Sergio Leone, Assessore allo sport del Comune di Biella ha ringraziato l’assessore Ferraris per la possibilità che è stata data di promuovere il territorio e ha anche ringraziato la Atl Asti-Alessandria per aver collaborato alla realizzazione del progetto. Un progetto che, quando sarà attuato, vedrà la presenza costante di ciclisti, spalmati lungo l’arco dell’anno e non concentrati in poche settimane.

Uno degli obiettivi che abbiamo raggiunto accaparrandoci l’arrivo di tappa è stato quello di promuovere il nostro territorio agli amanti della bicicletta. Anche il territorio Biellese ha sfornato qualche campione di ciclismo, inoltre Biella sarà sede dei Giochi nazionali di “Special Olympics“, la cui prepaazione ha richiesto due anni di lavori ed una spesa di 4 milioni di euro per il recupero conservativo degli impianti sportivi di Biella, Viverone, Mottalciata e Gaglianico.

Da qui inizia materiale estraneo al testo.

//! C++ header backend.
//!
//! Emits forward declarations, a `std::variant` alias over `const`
//! pointers to every kind, and an `ASTVisitor<R>` class template deriving
//! from `Visitor<R, Kinds...>`. The base's call operators are re-exposed
//! and only the root kind's is overridden; it returns a value-initialized
//! `R`. The `Visitor` base is expected to be in scope unless
//! `emit_visitor_base` is set.

use crate::backend::{
    check_generator_name, invalid_option, write_banner, Backend, RESULT_PARAM, VARIANT_ALIAS,
    VISITOR_NAME,
};
use crate::writer::CodeWriter;
use crate::{GeneratorOptions, Target};
use astreg_registry::{is_identifier, InvalidRegistry, NodeKindName, NodeKindRegistry};

/// The variadic visitor template the generated base derives from.
pub const VISITOR_BASE: &str = "Visitor";

/// Namespaces the header names by qualified lookup from inside its own namespace.
const REFERENCED_NAMESPACES: &[&str] = &["std"];

const CPP_KEYWORDS: &[&str] = &[
    "alignas", "alignof", "and", "and_eq", "asm", "auto", "bitand", "bitor", "bool", "break",
    "case", "catch", "char", "char8_t", "char16_t", "char32_t", "class", "compl", "concept",
    "const", "consteval", "constexpr", "constinit", "const_cast", "continue", "co_await",
    "co_return", "co_yield", "decltype", "default", "delete", "do", "double", "dynamic_cast",
    "else", "enum", "explicit", "export", "extern", "false", "float", "for", "friend", "goto",
    "if", "inline", "int", "long", "mutable", "namespace", "new", "noexcept", "not", "not_eq",
    "nullptr", "operator", "or", "or_eq", "private", "protected", "public", "register",
    "reinterpret_cast", "requires", "return", "short", "signed", "sizeof", "static",
    "static_assert", "static_cast", "struct", "switch", "template", "this", "thread_local",
    "throw", "true", "try", "typedef", "typeid", "typename", "union", "unsigned", "using",
    "virtual", "void", "volatile", "wchar_t", "while", "xor", "xor_eq",
];

pub struct CppBackend;

impl Backend for CppBackend {
    fn target(&self) -> Target {
        Target::Cpp
    }

    fn indent_str(&self) -> &'static str {
        "  "
    }

    fn keywords(&self) -> &'static [&'static str] {
        CPP_KEYWORDS
    }

    fn is_reserved(&self, name: &str) -> bool {
        crate::backend::GENERATED_SYMBOLS.contains(&name)
            || name == VISITOR_BASE
            || REFERENCED_NAMESPACES.contains(&name)
            || CPP_KEYWORDS.contains(&name)
            || is_reserved_identifier(name)
    }

    fn check_options(&self, options: &GeneratorOptions) -> Result<(), InvalidRegistry> {
        check_generator_name(&options.generator_name, Target::Cpp)?;

        // Empty selects the global namespace.
        let namespace = options.namespace.as_str();
        if !namespace.is_empty() && !namespace.split("::").all(is_namespace_segment) {
            return Err(invalid_option("namespace", namespace, Target::Cpp));
        }
        Ok(())
    }

    fn emit(&self, registry: &NodeKindRegistry, options: &GeneratorOptions, out: &mut CodeWriter) {
        write_banner(out, &options.generator_name);
        out.write_line("#pragma once");
        out.write_line("#include <variant>");
        out.newline();

        let namespace = options.namespace.as_str();
        if !namespace.is_empty() {
            out.write("namespace ");
            out.write(namespace);
            out.write_line(" {");
            out.newline();
        }

        for kind in registry {
            out.write("class ");
            out.write(kind.as_str());
            out.write_line(";");
        }
        out.newline();

        out.write("using ");
        out.write(VARIANT_ALIAS);
        out.write(" = std::variant<");
        out.write_separated(registry.iter().map(const_pointer), ", ");
        out.write_line(">;");
        out.newline();

        if options.emit_visitor_base {
            self.emit_visitor_base(out);
            out.newline();
        }
        self.emit_visitor(registry, out);

        if !namespace.is_empty() {
            out.newline();
            out.write("} // namespace ");
            out.write_line(namespace);
        }
    }
}

impl CppBackend {
    /// The variadic base: one pure virtual call operator per kind, each
    /// level re-exposing the operators of the levels below it.
    fn emit_visitor_base(&self, out: &mut CodeWriter) {
        out.write_line("template <typename R, typename... T>");
        out.write_line("class Visitor;");
        out.newline();
        out.write_line("template <typename R, typename T>");
        out.write_line("class Visitor<R, T> {");
        out.write_line("public:");
        out.indent();
        out.write_line("virtual ~Visitor() = default;");
        out.write_line("virtual R operator()(T const *visitable) = 0;");
        out.dedent();
        out.write_line("};");
        out.newline();
        out.write_line("template <typename R, typename T, typename... Rest>");
        out.write_line("class Visitor<R, T, Rest...> : public Visitor<R, Rest...> {");
        out.write_line("public:");
        out.indent();
        out.write_line("using Visitor<R, Rest...>::operator();");
        out.write_line("virtual R operator()(T const *visitable) = 0;");
        out.dedent();
        out.write_line("};");
    }

    fn emit_visitor(&self, registry: &NodeKindRegistry, out: &mut CodeWriter) {
        out.write("template <typename ");
        out.write(RESULT_PARAM);
        out.write_line(">");
        out.write("class ");
        out.write(VISITOR_NAME);
        out.write(" : public ");
        self.write_base(registry, out);
        out.write_line(" {");
        out.write_line("public:");
        out.indent();
        out.write("using ");
        self.write_base(registry, out);
        out.write_line("::operator();");
        out.write(RESULT_PARAM);
        out.write(" operator()(");
        out.write(&const_pointer(registry.root()));
        out.write_line(") override {");
        out.indent();
        out.write("return ");
        out.write(RESULT_PARAM);
        out.write_line("{};");
        out.dedent();
        out.write_line("}");
        out.dedent();
        out.write_line("};");
    }

    /// `Visitor<R, K1, ..., Kn>`
    fn write_base(&self, registry: &NodeKindRegistry, out: &mut CodeWriter) {
        out.write(VISITOR_BASE);
        out.write("<");
        out.write(RESULT_PARAM);
        out.write(", ");
        out.write_separated(registry.names(), ", ");
        out.write(">");
    }
}

fn const_pointer(kind: &NodeKindName) -> String {
    format!("{} const *", kind)
}

fn is_namespace_segment(segment: &str) -> bool {
    is_identifier(segment)
        && !CPP_KEYWORDS.contains(&segment)
        && !REFERENCED_NAMESPACES.contains(&segment)
        && !is_reserved_identifier(segment)
}

/// Identifiers the C++ standard reserves for the implementation:
/// anything containing `__` or starting with `_` and an uppercase letter.
fn is_reserved_identifier(name: &str) -> bool {
    if name.contains("__") {
        return true;
    }
    let mut chars = name.chars();
    matches!((chars.next(), chars.next()), (Some('_'), Some(c)) if c.is_uppercase())
}

#[cfg(test)]
mod tests {
    use super::*;

    #[test]
    fn test_reserved_identifiers() {
        assert!(is_reserved_identifier("_Node"));
        assert!(is_reserved_identifier("My__Node"));
        assert!(!is_reserved_identifier("_node"));
        assert!(!is_reserved_identifier("My_Node"));
    }

    #[test]
    fn test_base_template_name_reserved() {
        assert!(CppBackend.is_reserved("Visitor"));
        assert!(CppBackend.is_reserved("ASTNodeVariant"));
        assert!(CppBackend.is_reserved("class"));
        assert!(CppBackend.is_reserved("std"));
        assert!(!CppBackend.is_reserved("ClassDecl"));
    }

    #[test]
    fn test_namespace_segments() {
        assert!(is_namespace_segment("parser"));
        assert!(!is_namespace_segment("class"));
        assert!(!is_namespace_segment("std"));
        assert!(!is_namespace_segment("__detail"));
        assert!(!is_namespace_segment(""));
    }

    #[test]
    fn test_const_pointer() {
        let kind = NodeKindName::new("StringExpr").unwrap();
        assert_eq!(const_pointer(&kind), "StringExpr const *");
    }
}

Ha poi preso voce Roberto Livraghi della Camera di Commercio di Alessandria, che ha portato i saluti del sindaco di Castellania Sergio Vallenzona. La nostra Regione è culla del ciclismo: il profetico imprenditore alessandrino Carlo Michel si innamorò della bicicletta all’Expo di Parigi del 1867 e se ne portò a casa un esemplare prodotto dalla ditta Michaux, aggirandosi a cavallo del mezzo per le strade della città e contribuendo alla sua rapida diffusione. È da questa pietra miliare che ha origine la vocazione ciclistica di Alessandria e della sua provincia, la stessa che nel tempo ha generato grandi campioni, primo fra tutti Fausto Coppi, grandi fabbricanti di biciclette e grandi giornalisti sportivi.

Quello fatto per il Giro d’Italia è un investimento che dovrà durare nel tempo, un altro obiettivo raggiunto, oltre a quelli fino a qua ricordati, è stato quello di far parlare tra di loro i territori. Importantissimo per il comparto dei cicloturisti, che si spostano ed inevitabilemte sconfinano.

Il Monferrato ha ottenuto il più prestigioso riconoscimento che la Commissione Europea attribuisce in ambito sportivo, ovvero l’European Community of Sport 2017, raccoglie tantissimi percorsi cicloturistici, pubblicati sul portale Piemontebike.eu.

Il territorio Unesco delle province di Asti e di Alessandria è sempre più riconoscibile come luogo in cui fare attivività sportive outdoor, visitandone i Castelli ed assaporandone il patrimonio enogastronomico.

Livraghi fa anche una riflessione su come sia sempre più necessaria una urbanistica della bicicletta, ripensando il mondo anche a misura di pedone e di ciclista e non solo per i veicoli a motore.

Questo è un pensiero che condividiamo, non a caso il nostro giornale ha sempre appoggiato il Comitato Smart Land che si muove in questa direzione, promuovendo la realizzazione della pista Pedo/ciclabile Tortona-Viguzzolo.

A seguire Federico Carli Giori, Cartografo di Slow Ways ha presentato il percorso, pubblicato sul sito MovimentoLento.it, su cui sono reperibili tutte le informazioni turistiche e tecniche, oltre alle tracce gps e le mappe stampabili in A4 delle otto Tappe, tutte con partenza e arrivo presso la stazione ferroviaria:

  1. Acqui Terme – Ovada (30,3 Km), la partenza: tanti Castelli;
  2. Ovada – Novi Ligure (32,5 km), il tratto più bello, immersi nei vigneti;
  3. Novi Ligure – Tortona (37,8 km), il tratto più duro, quello che sale nella Castellania del Campionissimo Fausto Coppi;
  4. Tortona – Alessandria (51,2 km), il tratto più pericoloso, forse non è un caso che proprio qui siano attivi il comitato Smart Land e gliamicidellebici Fiab Alessandria per promuovere una mobilità sostenibile;
  5. Alessandria – Casale Monferrato (tratto pianeggiante di 51,4 km), caratterizzato dalla comparsa delle Cascine Fortificate, un curioso mix tra una cascina e un Castello;
  6. Casale Monferrato – Santià (59,8 km), a Vercelli si imbocca (a ritroso) la Ciclovia Francigena;
  7. Santhià – Biella (42,3 km), Parco Naturale della Bessa;
  8. Biella – Oropa (12,7 km in salita), la Montagna Pantani.